Etiologia da Acalasia

A etiologia da acalasia ainda não é totalmente compreendida. No entanto, as evidências atuais sugerem que a acalasia provavelmente é multifatorial, envolvendo fatores autoimunes, genéticos e ambientais.

O processo patogênico envolve a degeneração das células ganglionares inibitórias no plexo mioentérico do esôfago, especialmente aquelas que liberam óxido nítrico e peptídeo intestinal vasoativo, levando a um desequilíbrio entre neurotransmissão excitatória e inibitória. Isso resulta nas manifestações clínicas da acalasia, incluindo disfagia, regurgitação e dor no peito.

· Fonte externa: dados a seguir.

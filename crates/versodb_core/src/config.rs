//! Store configuration.

/// Configuration for opening a store.
#[derive(Debug, Clone)]
pub struct Config {
    /// Whether to create the store if it doesn't exist.
    pub create_if_missing: bool,

    /// Whether to error if the store already exists.
    pub error_if_exists: bool,

    /// Whether to sync the ledger on every commit (safer but slower).
    pub sync_on_commit: bool,

    /// Sections added to the record file per grow when the free pool is empty.
    pub grow_sections: u32,

    /// Format version to use for new stores.
    pub format_version: u32,
}

impl Default for Config {
    fn default() -> Self {
        Self {
            create_if_missing: true,
            error_if_exists: false,
            sync_on_commit: true,
            grow_sections: 8,
            format_version: 1,
        }
    }
}

impl Config {
    /// Creates a new configuration with default values.
    #[must_use]
    pub fn new() -> Self {
        Self::default()
    }

    /// Sets whether to create the store if missing.
    #[must_use]
    pub const fn create_if_missing(mut self, value: bool) -> Self {
        self.create_if_missing = value;
        self
    }

    /// Sets whether to error if the store exists.
    #[must_use]
    pub const fn error_if_exists(mut self, value: bool) -> Self {
        self.error_if_exists = value;
        self
    }

    /// Sets whether to sync the ledger on every commit.
    #[must_use]
    pub const fn sync_on_commit(mut self, value: bool) -> Self {
        self.sync_on_commit = value;
        self
    }

    /// Sets how many sections are added per record-file grow.
    #[must_use]
    pub const fn grow_sections(mut self, count: u32) -> Self {
        self.grow_sections = count;
        self
    }

    /// Sets the format version stamped into new stores.
    #[must_use]
    pub const fn format_version(mut self, version: u32) -> Self {
        self.format_version = version;
        self
    }
}
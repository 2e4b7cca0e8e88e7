//! Error types for VersoDB core.

use crate::types::{RecordId, TxId};
use std::io;
use thiserror::Error;

/// Result type for core operations.
pub type CoreResult<T> = Result<T, CoreError>;

/// Errors that can occur in VersoDB core operations.
///
/// Ordinary contention - a busy record, a version to chase - is never an
/// error; those are ordinary return values of the operations that produce
/// them. Errors here mean a caller mistake (`InvalidArgument`), a failing
/// environment (`Io`/`Storage`), or a violated invariant (`Internal`),
/// which callers are expected to answer by aborting the enclosing
/// transaction.
#[derive(Debug, Error)]
pub enum CoreError {
    /// Storage backend error.
    #[error("storage error: {0}")]
    Storage(#[from] versodb_storage::StorageError),

    /// I/O error.
    #[error("I/O error: {0}")]
    Io(#[from] io::Error),

    /// A caller-supplied argument was out of bounds.
    #[error("invalid argument: {message}")]
    InvalidArgument {
        /// Description of the bad argument.
        message: String,
    },

    /// A record payload exceeded the maximum record size.
    #[error("record of {size} bytes exceeds maximum record size {max}")]
    RecordTooLarge {
        /// Requested payload size.
        size: usize,
        /// Maximum allowed payload size.
        max: usize,
    },

    /// A transaction in the current range cannot be registered because the
    /// range is within its reserved switching headroom.
    #[error("transaction id range {range} exhausted: {remaining} ids remain")]
    RangeExhausted {
        /// The current range index.
        range: u8,
        /// Ids remaining before the hard end of the range.
        remaining: u32,
    },

    /// A foreign transaction holds a claim this transaction tried to revert.
    #[error("record {record} is claimed by foreign transaction {holder}")]
    ForeignClaim {
        /// The record whose claim was touched.
        record: RecordId,
        /// The transaction holding the claim.
        holder: TxId,
    },

    /// The store is already open in another process.
    #[error("store locked: another process has exclusive access")]
    StoreLocked,

    /// Invalid store format or version.
    #[error("invalid store format: {message}")]
    InvalidFormat {
        /// Description of the format issue.
        message: String,
    },

    /// A violated invariant; indicates a logic bug, not a recoverable state.
    #[error("internal error: {message}")]
    Internal {
        /// Description of the violated invariant.
        message: String,
    },
}

impl CoreError {
    /// Creates an invalid argument error.
    pub fn invalid_argument(message: impl Into<String>) -> Self {
        Self::InvalidArgument {
            message: message.into(),
        }
    }

    /// Creates an invalid format error.
    pub fn invalid_format(message: impl Into<String>) -> Self {
        Self::InvalidFormat {
            message: message.into(),
        }
    }

    /// Creates an internal invariant-violation error.
    pub fn internal(message: impl Into<String>) -> Self {
        Self::Internal {
            message: message.into(),
        }
    }
}
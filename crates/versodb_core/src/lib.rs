//! VersoDB core: an embedded MVCC record store.
//!
//! VersoDB persists fixed-layout records into memory-mapped 64 KiB
//! sections and decides, for any observer transaction, which version of a
//! record is visible - using a durable transaction ledger of commit
//! outcomes instead of row-level locks.
//!
//! # Architecture
//!
//! ```text
//! ┌─────────────────────────────────────────────────┐
//! │                     Store                       │
//! │  (directory lock, wiring, begin/finish, cache)  │
//! └──────┬──────────────┬──────────────┬────────────┘
//!        │              │              │
//! ┌──────▼─────┐ ┌──────▼──────┐ ┌─────▼──────┐
//! │ Transaction│ │   Section   │ │   Chase    │
//! │   Ledger   │ │  Allocator  │ │  Registry  │
//! │ ledger.vdb │ │ records.vdb │ │ (in memory)│
//! └────────────┘ └─────────────┘ └────────────┘
//! ```
//!
//! The [`TransactionLedger`] records one durable commit bit per
//! transaction id across four recycling id ranges. A [`TransactionView`]
//! owns one id plus a fixed snapshot of the ids running at registration,
//! and turns raw ledger status into observer-relative visibility. The
//! [`SectionAllocator`] places records into sections under the striped
//! table locks, and the [`ChaseRegistry`] links superseded record versions
//! to their successors. The [`Janitor`] reclaims permanently-invisible
//! records and recycles exhausted id ranges.
//!
//! # Example
//!
//! ```no_run
//! use versodb_core::{Config, Store, TableId, TxKind};
//!
//! # fn main() -> versodb_core::CoreResult<()> {
//! let store = Store::open(std::path::Path::new("my-store"), &Config::new())?;
//!
//! let mut txn = store.begin(TxKind::Client)?;
//! let id = store.write_record(&mut txn, TableId::new(1), b"hello")?;
//! store.finish(&mut txn, true)?;
//!
//! assert_eq!(store.read_record(id)?, b"hello");
//! # Ok(())
//! # }
//! ```

#![deny(unsafe_code)]
#![warn(missing_docs)]

pub mod blob;
pub mod chase;
pub mod config;
mod dir;
pub mod error;
pub mod janitor;
pub mod ledger;
pub mod section;
pub mod store;
pub mod types;
pub mod view;

pub use blob::{BlobId, BlobService};
pub use chase::ChaseRegistry;
pub use config::Config;
pub use error::{CoreError, CoreResult};
pub use janitor::Janitor;
pub use ledger::TransactionLedger;
pub use section::{ExpireOutcome, FreeRun, SectionAllocator};
pub use store::{CleanHint, Store};
pub use types::{RecordId, SectionId, TableId, TxId, TxStatus, MAX_RECORD_SIZE};
pub use view::{ShowMode, TransactionView, TxKind, ViewState, Visibility};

Mecanismos autoimunes são sugeridos pela associação da acalasia com outras doenças autoimunes e pela presença de infiltrados inflamatórios no plexo mioentérico. Fatores genéticos são indicados por casos familiares e associações com síndromes genéticas. Infecções virais também foram propostas como um fator desencadeante potencial, com estudos explorando o papel de agentes virais no desencadeamento do processo inflamatório que leva à degeneração neuronal.

Pesquisas recentes também destacaram o papel potencial das células imunes na patogênese da acalasia. Um estudo usando sequenciamento de RNA de célula única identificou populações específicas de células imunes, incluindo macrófagos e linfócitos T, que podem contribuir para o processo da doença.

Embora a causa exata do processo degenerativo na acalasia não seja clara, o resultado final é a perda de neurônios inibitórios levando às consequências sintomáticas da doença. Mais pesquisas são necessárias para elucidar completamente a etiologia e a patogênese da acalasia e desenvolver terapias direcionadas.